Así, no evidenciándose “controversia” en cuanto a los “derechos reales sobre bienes inmuebles ubicados en el territorio de la Republica”, mal podría negarse el reconocimiento de la sentencia extranjera que decreta el divorcio y homologa lo que las partes han resuelto para liquidar el régimen patrimonial del matrimonio. No obstante, ante la generalidad antes mencionada, existen algunos casos en los cuales la Sala de Casación Civil ha declarado el pase parcial del exequátur por considerar que no está cumplido el tercer requisito del artículo 53 de la Ley de Derecho Internacional Privado, a saber:

La sentencia Nº 785, del 19 de noviembre de 2008, Exp Nº 2007-187, caso: Francisco Percoco y Ana María Arizaleta Páez, en la cual el tribunal extranjero homologó un acuerdo realizado entre los cónyuges, donde uno de ellos recibía en propiedad un inmueble situado en Venezuela. Sin embargo, en la contestación del exequátur el otro cónyuge se opuso al pase de dicho acuerdo con base en la jurisdicción exclusiva del Estado venezolano sobre los bienes inmuebles ubicados en su territorio, ello llevo a la Sala ha negar el pase del acuerdo de partición de bienes realizando el siguiente pronunciamiento “…tratándose de un bien inmueble que según el texto se encuentra ubicado en la República Bolivariana de Venezuela, lo convenido respecto a la propiedad del mismo en el acuerdo suscrito por las partes, y hecho valer en la sentencia extranjera cuyo pase legal se solicita, tiene valor entre ellos, en virtud del mencionado acuerdo, pero no ante terceros, por cuanto respecto a dicho bien, sólo pueden decidir los tribunales nacionales de acuerdo a las reglas de la competencia, no un tribunal extranjero, que en dicha materia no tiene jurisdicción (…) Así, aún cuando no se arrebató a los tribunales venezolanos la jurisdicción para conocer de la disolución del vínculo matrimonial (…), sin embargo, visto que el fallo en referencia también versó sobre derechos reales relativos a bienes inmuebles situados en la República Bolivariana de Venezuela, lo declarado en dicha sentencia en relación a los inmuebles de los cuales se trate, no puede ser ejecutoriado en nuestra República…”.

La decisión antes mencionada fue reiterada en fallo Nº 215, del 18 de junio de 2010, Exp Nº 2009-358, caso: Orlando Pompeyo Reyes Oropeza y María Leonor Díaz-Aidos Vidago, en el cual se indicó “…De la sentencia supra transcrita, se desprende que corresponde de manera exclusiva a los tribunales Venezolanos la jurisdicción en materia de bienes inmuebles situados en el país, y la misma no podrá ser derogada en favor de tribunales extranjeros, esto de conformidad con lo dispuesto en el artículo 47 de la Ley de Derecho Internacional Privado.

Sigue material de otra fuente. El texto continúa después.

//! Fixtures and a scripted in-memory backend shared by unit tests.

use std::collections::HashMap;
use std::sync::atomic::{AtomicBool, Ordering};
use std::sync::{Arc, Mutex};

use serde_json::Value;
use tokio::sync::oneshot;
use uuid::Uuid;

use crate::backend::{AuthBackend, BackendError, SessionBroadcaster, SignUpResponse, Subscription};
use crate::model::{Profile, Session, SessionEvent, User};
use crate::state::auth::AuthStore;
use crate::state::query_cache::QueryCache;
use crate::storage::MemoryStorage;

#[must_use]
pub fn sample_user(email: &str) -> User {
    User { id: Uuid::new_v4(), email: Some(email.to_owned()), user_metadata: serde_json::Map::new() }
}

#[must_use]
pub fn sample_session(email: &str) -> Session {
    Session {
        access_token: format!("access-{email}"),
        refresh_token: format!("refresh-{email}"),
        expires_at: None,
        token_type: "bearer".to_owned(),
        user: sample_user(email),
    }
}

#[must_use]
pub fn sample_profile(id: Uuid, display_name: &str) -> Profile {
    Profile { id, display_name: display_name.to_owned(), avatar_url: None, created_at: None, updated_at: None }
}

#[must_use]
pub fn memory_store() -> AuthStore {
    AuthStore::new(Arc::new(MemoryStorage::new()))
}

/// Calls observed by [`FakeBackend`], in order.
#[derive(Debug, Clone, PartialEq)]
pub enum Call {
    GetSession,
    SignIn { email: String },
    SignUp { email: String, metadata: Value },
    SignOut,
    Reset { email: String, redirect_to: String },
    Profile(Uuid),
}

/// Scripted backend. Sign-in/sign-up/sign-out emit notifications the way the
/// real backend does; failures are switched on per operation.
#[derive(Default)]
pub struct FakeBackend {
    pub current: Mutex<Option<Session>>,
    pub profiles: Mutex<HashMap<Uuid, Profile>>,
    pub accounts: Mutex<HashMap<String, Session>>,
    pub sign_up_response: Mutex<Option<SignUpResponse>>,
    pub events: SessionBroadcaster,
    pub calls: Mutex<Vec<Call>>,
    pub fail_get_session: AtomicBool,
    pub fail_sign_in: AtomicBool,
    pub fail_sign_up: AtomicBool,
    pub fail_sign_out: AtomicBool,
    pub fail_reset: AtomicBool,
    /// When set, the next profile lookup waits for this signal.
    pub profile_gate: Mutex<Option<oneshot::Receiver<()>>>,
}

impl FakeBackend {
    #[must_use]
    pub fn new() -> Arc<Self> {
        Arc::new(Self::default())
    }

    /// Backend that restored `session` from its own storage.
    #[must_use]
    pub fn with_session(session: Session) -> Arc<Self> {
        let backend = Self::default();
        *backend.current.lock().unwrap() = Some(session);
        Arc::new(backend)
    }

    pub fn add_profile(&self, profile: Profile) {
        self.profiles.lock().unwrap().insert(profile.id, profile);
    }

    pub fn add_account(&self, session: Session) {
        let email = session.user.email.clone().unwrap_or_default();
        self.accounts.lock().unwrap().insert(email, session);
    }

    /// Hold the next profile lookup until the returned sender fires.
    pub fn gate_profile(&self) -> oneshot::Sender<()> {
        let (tx, rx) = oneshot::channel();
        *self.profile_gate.lock().unwrap() = Some(rx);
        tx
    }

    #[must_use]
    pub fn calls(&self) -> Vec<Call> {
        self.calls.lock().unwrap().clone()
    }

    #[must_use]
    pub fn profile_fetches(&self) -> Vec<Uuid> {
        self.calls()
            .into_iter()
            .filter_map(|c| match c {
                Call::Profile(id) => Some(id),
                _ => None,
            })
            .collect()
    }

    fn record(&self, call: Call) {
        self.calls.lock().unwrap().push(call);
    }
}

fn rejected(message: &str) -> BackendError {
    BackendError::Api { status: 400, message: message.to_owned() }
}

#[async_trait::async_trait]
impl AuthBackend for FakeBackend {
    async fn get_current_session(&self) -> Result<Option<Session>, BackendError> {
        self.record(Call::GetSession);
        if self.fail_get_session.load(Ordering::SeqCst) {
            return Err(BackendError::Request("offline".into()));
        }
        Ok(self.current.lock().unwrap().clone())
    }

    fn subscribe(&self) -> Subscription {
        self.events.subscribe()
    }

    async fn sign_in_with_password(&self, email: &str, _password: &str) -> Result<(), BackendError> {
        self.record(Call::SignIn { email: email.to_owned() });
        if self.fail_sign_in.load(Ordering::SeqCst) {
            return Err(rejected("Invalid login credentials"));
        }
        let session = self
            .accounts
            .lock()
            .unwrap()
            .get(email)
            .cloned()
            .ok_or_else(|| rejected("Invalid login credentials"))?;
        *self.current.lock().unwrap() = Some(session.clone());
        self.events.emit(SessionEvent::SignedIn, Some(session));
        Ok(())
    }

    async fn sign_up(&self, email: &str, _password: &str, metadata: Value) -> Result<SignUpResponse, BackendError> {
        self.record(Call::SignUp { email: email.to_owned(), metadata });
        if self.fail_sign_up.load(Ordering::SeqCst) {
            return Err(rejected("User already registered"));
        }
        let response = self.sign_up_response.lock().unwrap().clone().unwrap_or_default();
        if let Some(session) = &response.session {
            *self.current.lock().unwrap() = Some(session.clone());
            self.events.emit(SessionEvent::SignedIn, Some(session.clone()));
        }
        Ok(response)
    }

    async fn sign_out(&self) -> Result<(), BackendError> {
        self.record(Call::SignOut);
        if self.fail_sign_out.load(Ordering::SeqCst) {
            return Err(BackendError::Request("offline".into()));
        }
        *self.current.lock().unwrap() = None;
        self.events.emit(SessionEvent::SignedOut, None);
        Ok(())
    }

    async fn send_password_reset(&self, email: &str, redirect_to: &str) -> Result<(), BackendError> {
        self.record(Call::Reset { email: email.to_owned(), redirect_to: redirect_to.to_owned() });
        if self.fail_reset.load(Ordering::SeqCst) {
            return Err(rejected("For security purposes, you can only request this once every 60 seconds"));
        }
        Ok(())
    }

    async fn get_profile_by_id(&self, id: Uuid) -> Result<Profile, BackendError> {
        self.record(Call::Profile(id));
        let gate = self.profile_gate.lock().unwrap().take();
        if let Some(gate) = gate {
            let _ = gate.await;
        }
        self.profiles.lock().unwrap().get(&id).cloned().ok_or(BackendError::NotFound)
    }
}

/// Fresh store, cache and fake backend wired together.
#[must_use]
pub fn fixture(backend: Arc<FakeBackend>) -> (Arc<FakeBackend>, AuthStore, QueryCache) {
    (backend, memory_store(), QueryCache::new())
}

Por ello, los convenios o acuerdos suscritos por las partes y establecidos por la sentencia cuyo exequátur se solicita, referente a derechos reales sobre bienes inmuebles situados en la República solo tendrá valor entre ellos, en virtud del mencionado acuerdo, pero no ante terceros, por cuanto tal y como se reitera, respecto a dichos bienes sólo pueden decidir los tribunales nacionales de acuerdo a las reglas de la competencia.

Ahora bien, ante el criterio antes descrito cabría preguntarse si el fallo que otorga el exequátur de los acuerdos de partición de bienes homologados por un tribunal extranjero efectivamente reciben el efecto de la cosa juzgada propio de esta declaratoria o si sólo se trata de dos casos aislados y por ello se ha mantenido en las sentencias posteriores la declaratoria de pase total de dichos acuerdos sin mención sobre su valor jurídico.